Magnificente
e coinvolgente affresco che attraversa una porzione importante della storia americana, “The
Butler – un maggiordomo alla Casa Bianca”, di Lee Daniels, racconta la
storia di Cecil Gaines e della sua
famiglia e, per il suo tramite, della segregazione razziale e della lotta dei
diritti civili negli U.S.A. dagli anni ’50 ad oggi.
Cecil, schiavo in un campo
di cotone, vede ammazzare il padre dal “padrone”,
reo di un brutale stupro ai danni della
madre.
Di
lì fuggirà per non essere ammazzato a sua volta e la vita lo condurrà ad essere
un bravo “negro di casa”, ossia un maggiordomo, che finirà a servizio, grazie alle proprie
capacità, alla White House.
Sullo
sfondo appaiono, con tinte sfumate, i Presidenti degli Stati Uniti che Cecil servirà
per venti anni: Dwight David Eisenhower (1953 – 1961); John Fitzgerald Kennedy (1961 – 1963); Lyndon Baynes Johnson (1963 –
1969); Richard Nixon (1969 – 1974); Gerald Rudolph Ford (1974 – 1977); James
Earl Carter (1977 – 1980); Ronald Wilson Reagan (1980 – 1988).
Ogni
volto presidenziale narra un episodio della lotta per l’affermazione della
eguaglianza fra popolazione nera e quella bianca.
Il
racconto degli orrori che i nigger hanno
subito per anni lascia sgomenti e, seppur a pennellate, vengono ripercorsi i
momenti salienti delle grandi battaglie e rivolte condotte da Malcom X, Martin Luther King ed altri grandi leader afro-americani. Terribili le scene degli
allenamenti a cui sono sottoposti i ragazzi neri per imparare a resistere agli insulti e alle percosse, per essere pronti ad intraprendere azioni gandhiane alla conquista
defli spazi nei ristoranti destinati ai wasp.
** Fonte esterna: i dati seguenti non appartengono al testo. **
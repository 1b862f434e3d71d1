//! Error types for the core library.

use thiserror::Error;

/// Core library error type.
///
/// Used for the soft-failing request paths; authentication has its own
/// error type in [`crate::auth`].
#[derive(Debug, Error)]
pub enum CoreError {
    /// A missing or unusable credential.
    #[error("authentication error: {0}")]
    Auth(String),

    /// An API or HTTP error.
    #[error("API error: {0}")]
    Api(String),

    /// A serialization or deserialization error.
    #[error("serialization error: {0}")]
    Serialization(String),

    /// A generic error for other cases.
    #[error("error: {0}")]
    Other(String),
}

/// Result type alias using `CoreError`.
pub type Result<T> = std::result::Result<T, CoreError>;
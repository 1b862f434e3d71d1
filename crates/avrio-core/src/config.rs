//! Configuration types and loading for the application.

use std::path::Path;

use anyhow::Result;
use config::{Config, Environment, File, FileFormat};
use schemars::JsonSchema;
use serde::{Deserialize, Serialize};

use crate::auth::{AuthMethod, AuthParams};
use crate::endpoints::Endpoints;
use crate::paths::{expand_path, write_default_config};
use crate::{AppPaths, env_prefix};

/// Main application configuration.
#[derive(Debug, Clone, Serialize, Deserialize, JsonSchema)]
#[serde(default)]
#[schemars(
    title = "Application Configuration",
    description = "Main configuration for the application"
)]
pub struct AppConfig {
    /// JSON Schema reference for editor support.
    #[serde(rename = "$schema", default, skip_serializing_if = "Option::is_none")]
    #[schemars(skip)]
    pub schema: Option<String>,

    /// Active configuration profile.
    #[schemars(default = "default_profile")]
    pub profile: String,

    /// Logging configuration.
    pub logging: LoggingConfig,

    /// Runtime behavior configuration.
    pub runtime: RuntimeConfig,

    /// Scheduler service location.
    pub service: ServiceConfig,

    /// Default authentication settings. Secrets are never read from here.
    pub auth: AuthConfig,

    /// Endpoint paths on the scheduler service.
    pub endpoints: Endpoints,
}

fn default_profile() -> String {
    "default".to_string()
}

impl AppConfig {
    /// Load configuration from file and environment, creating defaults if needed.
    ///
    /// # Errors
    ///
    /// Returns an error if the config file cannot be read, parsed, or written.
    pub fn load(paths: &AppPaths, dry_run: bool) -> Result<Self> {
        if !paths.config_file.exists() {
            if dry_run {
                log::info!(
                    "dry-run: would create default config at {}",
                    paths.config_file.display()
                );
            } else {
                write_default_config(&paths.config_file)?;
            }
        }

        Self::load_from_path(&paths.config_file)
    }

    /// Load configuration from a specific path.
    ///
    /// # Errors
    ///
    /// Returns an error if the config file cannot be read or parsed.
    pub fn load_from_path(config_file: &Path) -> Result<Self> {
        let env_prefix = env_prefix();
        let built = Config::builder()
            .set_default("profile", "default")?
            .set_default("logging.level", "info")?
            .add_source(
                File::from(config_file)
                    .format(FileFormat::Toml)
                    .required(false),
            )
            .add_source(Environment::with_prefix(env_prefix.as_str()).separator("__"))
            .build()?;

        let mut config: Self = built.try_deserialize()?;

        if let Some(ref file) = config.logging.file {
            let expanded = expand_path(Path::new(file))?;
            config.logging.file = Some(expanded.display().to_string());
        }

        Ok(config)
    }

    /// Authentication parameters filled from the configured defaults.
    ///
    /// Password and access token are always left empty.
    #[must_use]
    pub fn auth_params(&self) -> AuthParams {
        AuthParams {
            host: self.service.host.clone(),
            method: self.auth.method.map(|m| m.as_str().to_string()),
            username: self.auth.username.clone(),
            password: None,
            access_token: None,
        }
    }
}

impl Default for AppConfig {
    fn default() -> Self {
        Self {
            schema: None,
            profile: default_profile(),
            logging: LoggingConfig::default(),
            runtime: RuntimeConfig::default(),
            service: ServiceConfig::default(),
            auth: AuthConfig::default(),
            endpoints: Endpoints::default(),
        }
    }
}

/// Logging configuration.
#[derive(Debug, Clone, Default, Serialize, Deserialize, JsonSchema)]
#[serde(default)]
#[schemars(description = "Logging configuration")]
pub struct LoggingConfig {
    /// Log level (error, warn, info, debug, trace).
    #[schemars(default = "default_log_level")]
    pub level: LogLevel,

    /// Optional path for log file output. Supports ~ and environment variables.
    #[serde(skip_serializing_if = "Option::is_none")]
    pub file: Option<String>,
}

/// Log level enumeration for schema validation.
#[derive(Debug, Clone, Copy, PartialEq, Eq, Serialize, Deserialize, JsonSchema, Default)]
#[serde(rename_all = "lowercase")]
pub enum LogLevel {
    /// Only emit error-level messages.
    Error,
    /// Emit warnings and errors.
    Warn,
    /// Emit informational messages and above (default).
    #[default]
    Info,
    /// Emit debug diagnostics and above.
    Debug,
    /// Emit all messages including fine-grained traces.
    Trace,
}

impl std::fmt::Display for LogLevel {
    fn fmt(&self, f: &mut std::fmt::Formatter<'_>) -> std::fmt::Result {
        match self {
            Self::Error => write!(f, "error"),
            Self::Warn => write!(f, "warn"),
            Self::Info => write!(f, "info"),
            Self::Debug => write!(f, "debug"),
            Self::Trace => write!(f, "trace"),
        }
    }
}

impl From<LogLevel> for log::LevelFilter {
    fn from(level: LogLevel) -> Self {
        match level {
            LogLevel::Error => Self::Error,
            LogLevel::Warn => Self::Warn,
            LogLevel::Info => Self::Info,
            LogLevel::Debug => Self::Debug,
            LogLevel::Trace => Self::Trace,
        }
    }
}

const fn default_log_level() -> LogLevel {
    LogLevel::Info
}

/// Runtime behavior configuration.
#[derive(Debug, Clone, Copy, Default, Serialize, Deserialize, JsonSchema)]
#[serde(default)]
#[schemars(description = "Runtime behavior configuration")]
pub struct RuntimeConfig {
    /// Request timeout in seconds. Unset leaves the HTTP client default.
    #[serde(skip_serializing_if = "Option::is_none")]
    #[schemars(range(min = 1))]
    pub timeout: Option<u64>,
}

/// Scheduler service location.
#[derive(Debug, Clone, Default, Serialize, Deserialize, JsonSchema)]
#[serde(default)]
#[schemars(description = "Scheduler service location")]
pub struct ServiceConfig {
    /// Base URL of the scheduler service, e.g. `https://avrio.example.com`.
    #[serde(skip_serializing_if = "Option::is_none")]
    pub host: Option<String>,
}

/// Default authentication settings.
#[derive(Debug, Clone, Default, Serialize, Deserialize, JsonSchema)]
#[serde(default)]
#[schemars(description = "Default authentication method and username")]
pub struct AuthConfig {
    /// Authentication method (password or `access_token`).
    #[serde(skip_serializing_if = "Option::is_none")]
    pub method: Option<AuthMethod>,

    /// Login email for password authentication.
    #[serde(skip_serializing_if = "Option::is_none")]
    pub username: Option<String>,
}

#[cfg(test)]
mod tests {
    use super::*;

    fn temp_config(name: &str, body: &str) -> std::path::PathBuf {
        let dir = std::env::temp_dir().join(format!("avrio-config-{name}-{}", std::process::id()));
        std::fs::create_dir_all(&dir).expect("create temp dir");
        let path = dir.join("config.toml");
        std::fs::write(&path, body).expect("write config");
        path
    }

    #[test]
    fn defaults_without_file() {
        let path = std::env::temp_dir().join("avrio-config-missing/none.toml");
        let config = AppConfig::load_from_path(&path).expect("load defaults");

        assert_eq!(config.profile, "default");
        assert_eq!(config.logging.level, LogLevel::Info);
        assert!(config.runtime.timeout.is_none());
        assert_eq!(config.endpoints, Endpoints::default());
        assert_eq!(config.auth_params(), AuthParams::default());
    }

    #[test]
    fn file_values_feed_auth_params() {
        let path = temp_config(
            "auth",
            r#"
[service]
host = "https://avrio.example.com"

[auth]
method = "access_token"
username = "me@example.com"

[endpoints]
list = "/custom/list"

[runtime]
timeout = 15
"#,
        );

        let config = AppConfig::load_from_path(&path).expect("load config");

        assert_eq!(config.runtime.timeout, Some(15));
        assert_eq!(config.endpoints.list, "/custom/list");
        assert_eq!(config.endpoints.token, Endpoints::default().token);

        let params = config.auth_params();
        assert_eq!(params.host.as_deref(), Some("https://avrio.example.com"));
        assert_eq!(params.method.as_deref(), Some("access_token"));
        assert_eq!(params.username.as_deref(), Some("me@example.com"));
        assert!(params.password.is_none());
        assert!(params.access_token.is_none());
    }

    #[test]
    fn log_level_maps_to_filter() {
        assert_eq!(log::LevelFilter::from(LogLevel::Warn), log::LevelFilter::Warn);
        assert_eq!(LogLevel::Trace.to_string(), "trace");
    }
}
Cecil (interpretato da Forest Whitaker, Premio Oscar nel 2007 come miglior attore in L’ultimo
re di Scozia), ha una moglie (la cui attrice è Oprah Winfrey, famosa conduttrice
per molti anni di seguitissimi talk show
statunitensi) e due figli, che incarnano il diverso e violentemente
contrapposto pensiero americano a cavallo fra gli anni sessanta e settanta: i
nemici del sistema il primogenito, combattente non violento, per poi indossare
il basco nero delle black panthers; il
patriottismo il più giovane, che morirà in Vietnam. Due visioni alternative, radicalmente
alternative, furiosamente alternative, che si unificheranno nell’amore fraterno
e filiale.
La morte
dell’uno sarà devastante anche per i rapporti fra Cecil e il figlio rimasto in
vita che, dismessa la divisa delle pantere
nere, indossa i panni di un coraggioso
e fattivo membro del Congresso.
Sarà
la lotta per la liberazione di Mandela e per l’abolizione dell’apartheid in Sudafrica a far riabbracciare padre e figlio, in un finale il cui sottofondo regalerà allo
spettatore il sonoro originale di frasi fatidiche declamate da Presidenti favorevoli
ai rights
of black people.
“Yes, we can” di obamiana memoria echeggerà
nel buio della sala, venuta via l’ultima immagine.
I
brani musicali gospel, blues, folk e
country dei grandi singers di colore sono
la splendida colonna sonora di un film che meritava, senza ombra di dubbio,
almeno qualche nomination.
Stralci
di cinegiornali del tempo e il richiami in salsa ideologica a pellicole come La calda notte dell’Ispettore Tibbs e Indovina chi viene a cena, con un Sidney Poitier visto come uno Zio Tom, sono il tocco di classe finale.